The Patent Trial and Appeal Board (PTAB) continues to strictly enforce its rule that "parties are not permitted to raise new arguments at oral hearing," including in situations where the "new" arguments are provided as a direct answer to a question from the PTAB.
In Information Sports Technologies v. Pillar Vision, Inc., the PTAB held that the challenged claims of U.S. Patent No. 8,622,832 (the ‘832 patent) are obvious over the prior art, including U.S. Patent No. 6,148,271 (Marinelli). The ’832 patent relates to "a trajectory detection and feedback system, useful to evaluate trajectory parameters of a basketball shot at a basketball hoop," and the challenged claims recite systems that determine information about the "angle" of basketball shots relative to the basketball hoop (also called the "entry angle") or the "velocity of the basketball" near the basketball hoop (also called the "entry velocity"). The primary prior art reference, Marinelli, "is directed to an accelerometer network embedded into movable sporting objects to measure motion characteristics that are reported back to a user."
In determining that the challenged claims of the ’832 patent are obvious, the PTAB rejected several arguments raised by the patent owner, including an argument raised at the oral hearing that "a person could not use the system of Marinelli to determine entry angle or velocity." At the hearing, the patent owner asserted that "the only thing that Marinelli actually measures is spin," which according to the patent owner "doesn’t result in a useful measurement of entry angle" even when combined with the other prior art references.
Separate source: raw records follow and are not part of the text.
//! Application DTOs

use rust_decimal::Decimal;
use serde::Deserialize;
use validator::Validate;

use core_kernel::PlanId;
use domain_billing::PaymentMethod;

#[derive(Debug, Deserialize)]
pub struct SelectPlanRequest {
    pub plan_id: PlanId,
}

/// A premium payment, for an application or a renewed policy
#[derive(Debug, Deserialize, Validate)]
pub struct PaymentRequest {
    #[validate(custom(function = "super::positive_amount"))]
    pub amount: Decimal,
    pub method: PaymentMethod,
}

#[cfg(test)]
mod tests {
    use super::*;
    use rust_decimal_macros::dec;

    #[test]
    fn test_payment_request_parses_method() {
        let request: PaymentRequest =
            serde_json::from_str(r#"{"amount": "702", "method": "credit_card"}"#).unwrap();
        assert_eq!(request.amount, dec!(702));
        assert_eq!(request.method, PaymentMethod::CreditCard);
        assert!(request.validate().is_ok());
    }

    #[test]
    fn test_zero_payment_rejected() {
        let request = PaymentRequest {
            amount: dec!(0),
            method: PaymentMethod::CreditCard,
        };
        assert!(request.validate().is_err());
    }
}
In response, the PTAB asked whether there was "any dispute that a person of ordinary skill in the art could utilize Marinelli's accelerometer system to determine those variables [i.e., entry angle or entry velocity]?"
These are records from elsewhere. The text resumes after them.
//! Claims repository implementation

use chrono::{DateTime, Utc};
use rust_decimal::Decimal;
use sqlx::types::Json;
use sqlx::PgPool;
use uuid::Uuid;

use core_kernel::{ClaimId, Page, PolicyId, UserId};
use domain_claims::{Claim, ClaimDetails, ClaimStatus};
use domain_policy::InsuranceKind;

use super::{page_bounds, parse_column};
use crate::error::DatabaseError;

const SELECT_CLAIM: &str = r#"
    SELECT id, claim_number, policy_id, user_id, details, claim_amount, status,
           reviewed_at, reviewed_by, approved_amount, rejection_reason, admin_notes,
           created_at, updated_at
    FROM claims
"#;

/// Filter values for claim listings
#[derive(Debug, Clone, Copy, Default)]
pub struct ClaimFilter {
    pub user_id: Option<UserId>,
    pub status: Option<ClaimStatus>,
    pub family: Option<InsuranceKind>,
    pub page: Option<Page>,
}

/// Repository for claims and their review state
#[derive(Debug, Clone)]
pub struct ClaimsRepository {
    pool: PgPool,
}

impl ClaimsRepository {
    pub fn new(pool: PgPool) -> Self {
        Self { pool }
    }

    /// Inserts a newly filed claim
    ///
    /// # Errors
    ///
    /// Returns `DuplicateEntry` if the claim number is already taken.
    pub async fn insert(&self, claim: &Claim) -> Result<(), DatabaseError> {
        sqlx::query(
            r#"
            INSERT INTO claims (
                id, claim_number, policy_id, user_id, family, details, claim_amount, status,
                reviewed_at, reviewed_by, approved_amount, rejection_reason, admin_notes,
                created_at, updated_at
            ) VALUES ($1, $2, $3, $4, $5, $6, $7, $8, $9, $10, $11, $12, $13, $14, $15)
            "#,
        )
        .bind(*claim.id.as_uuid())
        .bind(&claim.claim_number)
        .bind(*claim.policy_id.as_uuid())
        .bind(*claim.user_id.as_uuid())
        .bind(claim.family().as_str())
        .bind(Json(&claim.details))
        .bind(claim.claim_amount)
        .bind(claim.status.as_str())
        .bind(claim.reviewed_at)
        .bind(claim.reviewed_by.map(Uuid::from))
        .bind(claim.approved_amount)
        .bind(&claim.rejection_reason)
        .bind(&claim.admin_notes)
        .bind(claim.created_at)
        .bind(claim.updated_at)
        .execute(&self.pool)
        .await?;

        Ok(())
    }

    pub async fn get_by_id(&self, id: ClaimId) -> Result<Claim, DatabaseError> {
        let row = sqlx::query_as::<_, ClaimRow>(&format!("{SELECT_CLAIM} WHERE id = $1"))
            .bind(*id.as_uuid())
            .fetch_optional(&self.pool)
            .await?
            .ok_or_else(|| DatabaseError::not_found("Claim", id))?;

        row.try_into()
    }

    /// Stores the review state of a claim
    pub async fn update_review(&self, claim: &Claim) -> Result<(), DatabaseError> {
        let result = sqlx::query(
            r#"
            UPDATE claims
            SET status = $2, reviewed_at = $3, reviewed_by = $4, approved_amount = $5,
                rejection_reason = $6, admin_notes = $7, updated_at = $8
            WHERE id = $1
            "#,
        )
        .bind(*claim.id.as_uuid())
        .bind(claim.status.as_str())
        .bind(claim.reviewed_at)
        .bind(claim.reviewed_by.map(Uuid::from))
        .bind(claim.approved_amount)
        .bind(&claim.rejection_reason)
        .bind(&claim.admin_notes)
        .bind(claim.updated_at)
        .execute(&self.pool)
        .await?;

        if result.rows_affected() == 0 {
            return Err(DatabaseError::not_found("Claim", claim.id));
        }
        Ok(())
    }

    /// Lists claims newest first
    pub async fn list(&self, filter: ClaimFilter) -> Result<Vec<Claim>, DatabaseError> {
        let (limit, offset) = page_bounds(filter.page);
        let rows = sqlx::query_as::<_, ClaimRow>(&format!(
            "{SELECT_CLAIM}
             WHERE ($1::uuid IS NULL OR user_id = $1)
               AND ($2::text IS NULL OR status = $2)
               AND ($3::text IS NULL OR family = $3)
             ORDER BY created_at DESC, id DESC
             LIMIT $4 OFFSET $5"
        ))
        .bind(filter.user_id.map(Uuid::from))
        .bind(filter.status.map(|s| s.as_str()))
        .bind(filter.family.map(|f| f.as_str()))
        .bind(limit)
        .bind(offset)
        .fetch_all(&self.pool)
        .await?;

        rows.into_iter().map(Claim::try_from).collect()
    }

    /// Claim numbers starting with `prefix`
    pub async fn numbers_with_prefix(&self, prefix: &str) -> Result<Vec<String>, DatabaseError> {
        let numbers =
            sqlx::query_scalar::<_, String>("SELECT claim_number FROM claims WHERE starts_with(claim_number, $1)")
                .bind(prefix)
                .fetch_all(&self.pool)
                .await?;

        Ok(numbers)
    }
}

/// Database row for a claim
#[derive(Debug, Clone, sqlx::FromRow)]
pub struct ClaimRow {
    pub id: Uuid,
    pub claim_number: String,
    pub policy_id: Uuid,
    pub user_id: Uuid,
    pub details: Json<ClaimDetails>,
    pub claim_amount: Decimal,
    pub status: String,
    pub reviewed_at: Option<DateTime<Utc>>,
    pub reviewed_by: Option<Uuid>,
    pub approved_amount: Option<Decimal>,
    pub rejection_reason: Option<String>,
    pub admin_notes: Option<String>,
    pub created_at: DateTime<Utc>,
    pub updated_at: DateTime<Utc>,
}

impl TryFrom<ClaimRow> for Claim {
    type Error = DatabaseError;

    fn try_from(row: ClaimRow) -> Result<Self, Self::Error> {
        Ok(Claim {
            id: ClaimId::from(row.id),
            claim_number: row.claim_number,
            policy_id: PolicyId::from(row.policy_id),
            user_id: UserId::from(row.user_id),
            details: row.details.0,
            claim_amount: row.claim_amount,
            status: parse_column("status", &row.status)?,
            reviewed_at: row.reviewed_at,
            reviewed_by: row.reviewed_by.map(UserId::from),
            approved_amount: row.approved_amount,
            rejection_reason: row.rejection_reason,
            admin_notes: row.admin_notes,
            created_at: row.created_at,
            updated_at: row.updated_at,
        })
    }
}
To that specific question, the patent owner answered: "So I don't believe that a person could use the system in Marinelli to determine entry angle or velocity. I don't think the Marinelli system is capable of doing that…," thereby raising the argument that Marinelli does not provide an enabling disclosure. But because the patent owner had not presented that argument in its papers, the PTAB ruled that the argument was waived: "Although we recognize that this discussion may have resulted from questioning by the judges, we fail to see where Patent Owner’s papers present an argument concerning whether Marinelli provided an enabling disclosure." The PTAB further stated that "Patent Owner’s counsel’s stated belief at the hearing is not a substitute for evidence and does not rebut the evidence of Marinelli’s enabling disclosure as discussed in the paragraph immediately above." Thus, even though the patent owner presented its position in a direct answer to a question from the PTAB, that argument was doomed because the patent owner had not previously articulated that interpretation of the prior art and provided no evidence on that point.
The takeaway from Information Sports? Parties should take care that arguments presented at the oral hearing are fully addressed in the papers, whether those arguments are part of the primary position or are presented in response to specific questions from the PTAB. Parties should also ensure that the briefings provide a basis for arguments they plan to make and for arguments they may need to present.